R Cardan*, R Popple , H Smith , J Fiveash , The University of Alabama at Birmingham, Birmingham, AL


SU-F-T-101 (Sunday, July 31, 2016) 3:00 PM - 6:00 PM Room: Exhibit Hall

To elucidate realistic clinical treatment planning workload and timelines to improve understanding for patients, payers, and other institutions involved in radiotherapy processes.

A web based tool was developed using Oracle Express (Oracle Corp, Redwood City, California) which allowed communication between the physicians and staff about the current state of the patient plan. For 6 years, all patient courses were logged and time-stamped in 22 discreet steps which detailed start and stop times for simulation, contouring, and treatment planning tasks. This data was combined with the treatment planning database (TPDB) using the Eclipse Scripting API (Varian Medical Systems, Palo Alto, CA) to cross-identify plans between the two systems. This time data was analyzed across our dosimetry staff and treatment modality.

In 6 years, 110,477 patient statuses were time-logged for 9683 courses of treatment using our internal software. The courses contained 8305 unique patients who were binned into one of 11 diagnosis site categories. 8253 courses could be reconciled against the TPDB using timestamp data from patient statuses. The average planning volume per dosimetrist was 375.8 ± 142.4 plans per year with the average number of planning revisions per dosimetrist of 71.0 ± 27.1 plans per year. The median treatment planning times by modality ranged from to 48.3 hours for IMRT plans 5 fields or less to 119.6 hours for IMRT with 8 or more fields. Two arc VMAT, three arc VMAT, and 3D plans median times were 89.1 hours, 113.8 hours, and 50.9 hours respectively.

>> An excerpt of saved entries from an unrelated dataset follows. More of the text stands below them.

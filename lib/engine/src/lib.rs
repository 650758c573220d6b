//! Query evaluation for the RDF Quarry engine: the [`Dataset`] abstraction,
//! the recursive evaluator, scalar expression evaluation, and the
//! deadline-aware [`QueryEngine`] entry point.

mod context;
mod dataset;
mod engine;
mod error;
mod eval;
pub mod expression;
mod query_results;

pub use context::EvaluationContext;
pub use dataset::{ActiveGraph, Dataset, MemoryDataset, TripleIter};
pub use engine::{QueryEngine, DEFAULT_QUERY_TIMEOUT_MS};
pub use error::{DatasetError, EvaluationError, ExpressionError};
pub use eval::SimpleEvaluator;
pub use query_results::{QueryResults, QuerySolutions};
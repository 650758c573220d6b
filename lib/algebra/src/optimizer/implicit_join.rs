use crate::expression::Expression;
use crate::graph_pattern::GraphPattern;
use crate::optimizer::substitution::VariableSubstitution;
use crate::transform::{transform_children, Transformer};
use rdf_quarry_model::Variable;

/// Rewrites `FILTER(?a = ?b)` equality joins into an Extend.
///
/// When each of the two variables has exactly one binding site in the
/// filtered pattern, the equality can be enforced structurally: every
/// occurrence of `?b` is replaced by `?a` and an `Extend` re-binds `?b` so
/// the solutions keep both variables. Binding sites behind a scope boundary,
/// on the right of an OPTIONAL, or inside a union branch cannot be counted,
/// so those shapes disqualify the rewrite. When both sites are accept-all
/// patterns the filter stays: the filtered-product rewrite handles that
/// shape with a better plan.
pub struct ImplicitJoin;

impl Transformer for ImplicitJoin {
    fn transform_at_depth(&self, pattern: &GraphPattern, depth: usize) -> GraphPattern {
        let rebuilt =
            transform_children(pattern, depth, &mut |p, d| self.transform_at_depth(p, d));
        let GraphPattern::Filter { expression, inner } = rebuilt else {
            return rebuilt;
        };
        let Some((keep, replace)) = expression.as_variable_equality() else {
            return GraphPattern::Filter { expression, inner };
        };
        match (
            binding_sites(&inner, keep),
            binding_sites(&inner, replace),
        ) {
            (Sites::One { accept_all: a }, Sites::One { accept_all: b }) if !(a && b) => {
                let keep = keep.clone();
                let replace = replace.clone();
                let substituted =
                    VariableSubstitution::with_variable(replace.clone(), keep.clone())
                        .transform(&inner);
                GraphPattern::Extend {
                    inner: Box::new(substituted),
                    variable: replace,
                    expression: Expression::Variable(keep),
                }
            }
            _ => GraphPattern::Filter { expression, inner },
        }
    }
}

/// How often (and how safely) a variable is bound within a pattern, at the
/// scope of that pattern.
#[derive(Debug, Clone, Copy, PartialEq, Eq)]
enum Sites {
    Zero,
    One { accept_all: bool },
    Many,
    /// Bound somewhere the rewrite must not reach.
    Unsafe,
}

impl Sites {
    fn combine(self, other: Self) -> Self {
        match (self, other) {
            (Self::Unsafe, _) | (_, Self::Unsafe) => Self::Unsafe,
            (Self::Zero, s) | (s, Self::Zero) => s,
            _ => Self::Many,
        }
    }
}

fn binding_sites(pattern: &GraphPattern, variable: &Variable) -> Sites {
    match pattern {
        GraphPattern::Bgp { patterns }
        | GraphPattern::AskBgp { patterns }
        | GraphPattern::LazyBgp { patterns, .. } => patterns
            .iter()
            .filter(|p| p.mentions_variable(variable))
            .fold(Sites::Zero, |sites, p| {
                sites.combine(Sites::One {
                    accept_all: p.is_accept_all(),
                })
            }),
        GraphPattern::Path {
            subject,
            path,
            object,
        } => {
            let occurs = subject.as_variable() == Some(variable)
                || object.as_variable() == Some(variable);
            if !occurs {
                Sites::Zero
            } else if path.has_repetition() {
                Sites::Unsafe
            } else {
                Sites::One { accept_all: false }
            }
        }
        GraphPattern::Join { left, right }
        | GraphPattern::Product { left, right }
        | GraphPattern::FilteredProduct { left, right, .. } => {
            binding_sites(left, variable).combine(binding_sites(right, variable))
        }
        GraphPattern::LeftJoin {
            left,
            right,
            expression,
        } => {
            let mentioned_right = right.mentions_variable(variable)
                || expression
                    .as_ref()
                    .is_some_and(|e| e.variables().contains(variable));
            if mentioned_right {
                Sites::Unsafe
            } else {
                binding_sites(left, variable)
            }
        }
        GraphPattern::Union { left, right }
        | GraphPattern::AskUnion { left, right }
        | GraphPattern::LazyUnion { left, right, .. } => {
            if left.mentions_variable(variable) || right.mentions_variable(variable) {
                Sites::Unsafe
            } else {
                Sites::Zero
            }
        }
        // The right side never binds; substitution rewrites it consistently.
        GraphPattern::Minus { left, .. } => binding_sites(left, variable),
        GraphPattern::Filter { inner, .. }
        | GraphPattern::Distinct { inner }
        | GraphPattern::Reduced { inner }
        | GraphPattern::Slice { inner, .. }
        | GraphPattern::OrderBy { inner, .. } => binding_sites(inner, variable),
        GraphPattern::Graph { name, inner } => {
            let selector = if name.as_variable() == Some(variable) {
                Sites::One { accept_all: false }
            } else {
                Sites::Zero
            };
            selector.combine(binding_sites(inner, variable))
        }
        GraphPattern::Extend {
            inner,
            variable: bound,
            ..
        } => {
            let here = if bound == variable {
                Sites::One { accept_all: false }
            } else {
                Sites::Zero
            };
            here.combine(binding_sites(inner, variable))
        }
        GraphPattern::Project { variables, .. } => {
            if variables.contains(variable) {
                Sites::Unsafe
            } else {
                Sites::Zero
            }
        }
        GraphPattern::Service { .. } => {
            if pattern.mentions_variable(variable) {
                Sites::Unsafe
            } else {
                Sites::Zero
            }
        }
    }
}

#[cfg(test)]
mod tests {
    use super::*;
    use crate::Query;

    fn optimized(query: &str) -> String {
        let query = Query::parse(query, None).unwrap();
        ImplicitJoin.transform(query.pattern()).to_string()
    }

    #[test]
    fn simple_equality_becomes_an_extend() {
        let rewritten = optimized(
            "SELECT * WHERE { ?x a ?a . ?y a ?b FILTER(?a = ?b) }",
        );
        assert!(rewritten.contains("(extend (?b ?a)"), "{rewritten}");
        assert!(!rewritten.contains("(filter"), "{rewritten}");
    }

    #[test]
    fn same_term_is_rewritten_too() {
        let rewritten = optimized(
            "SELECT * WHERE { ?x a ?a . ?y a ?b FILTER(sameTerm(?a, ?b)) }",
        );
        assert!(rewritten.contains("(extend (?b ?a)"), "{rewritten}");
    }

    #[test]
    fn multiple_binding_sites_disqualify() {
        let rewritten = optimized(
            "PREFIX ex: <http://example.org/> \
             SELECT * WHERE { ?x ex:p ?a . ?x ex:q ?a . ?y ex:p ?b FILTER(?a = ?b) }",
        );
        assert!(rewritten.contains("(filter (= ?a ?b)"), "{rewritten}");
    }

    #[test]
    fn optional_bound_variables_disqualify() {
        let rewritten = optimized(
            "PREFIX ex: <http://example.org/> \
             SELECT * WHERE { ?x ex:p ?a OPTIONAL { ?y ex:q ?b } FILTER(?a = ?b) }",
        );
        assert!(rewritten.contains("(filter (= ?a ?b)"), "{rewritten}");
    }

    #[test]
    fn union_branch_bindings_disqualify() {
        let rewritten = optimized(
            "PREFIX ex: <http://example.org/> \
             SELECT * WHERE { ?x ex:p ?a { ?y ex:q ?b } UNION { ?y ex:r ?b } FILTER(?a = ?b) }",
        );
        assert!(rewritten.contains("(filter (= ?a ?b)"), "{rewritten}");
    }

    #[test]
    fn subquery_projected_variables_disqualify() {
        let rewritten = optimized(
            "SELECT * WHERE { ?x a ?a { SELECT ?b WHERE { ?y a ?b } } FILTER(?a = ?b) }",
        );
        assert!(rewritten.contains("(filter (= ?a ?b)"), "{rewritten}");
    }

    #[test]
    fn accept_all_pairs_are_left_for_the_product_rewrite() {
        let rewritten = optimized(
            "SELECT * WHERE { ?s1 ?p1 ?o1 . ?s2 ?p2 ?o2 FILTER(?o1 = ?o2) }",
        );
        assert!(rewritten.contains("(filter (= ?o1 ?o2)"), "{rewritten}");
    }

    #[test]
    fn rewrite_reaches_into_minus_right_sides() {
        let rewritten = optimized(
            "PREFIX ex: <http://example.org/> \
             SELECT * WHERE { ?x ex:p ?a . ?y ex:q ?b MINUS { ?b ex:r ?a } FILTER(?a = ?b) }",
        );
        assert!(rewritten.contains("(extend (?b ?a)"), "{rewritten}");
        assert!(
            rewritten.contains("(triple ?a <http://example.org/r> ?a)"),
            "{rewritten}"
        );
    }
}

Using our web based tool, we have demonstrated the ability to quantify treatment planning timelines and workloads which could help in setting appropriate expectations for patients, payers, and hospital administration.

Funding Support, Disclosures, and Conflict of Interest: COI : Author received monies from Varian Medical Systems for research and teaching honorarium.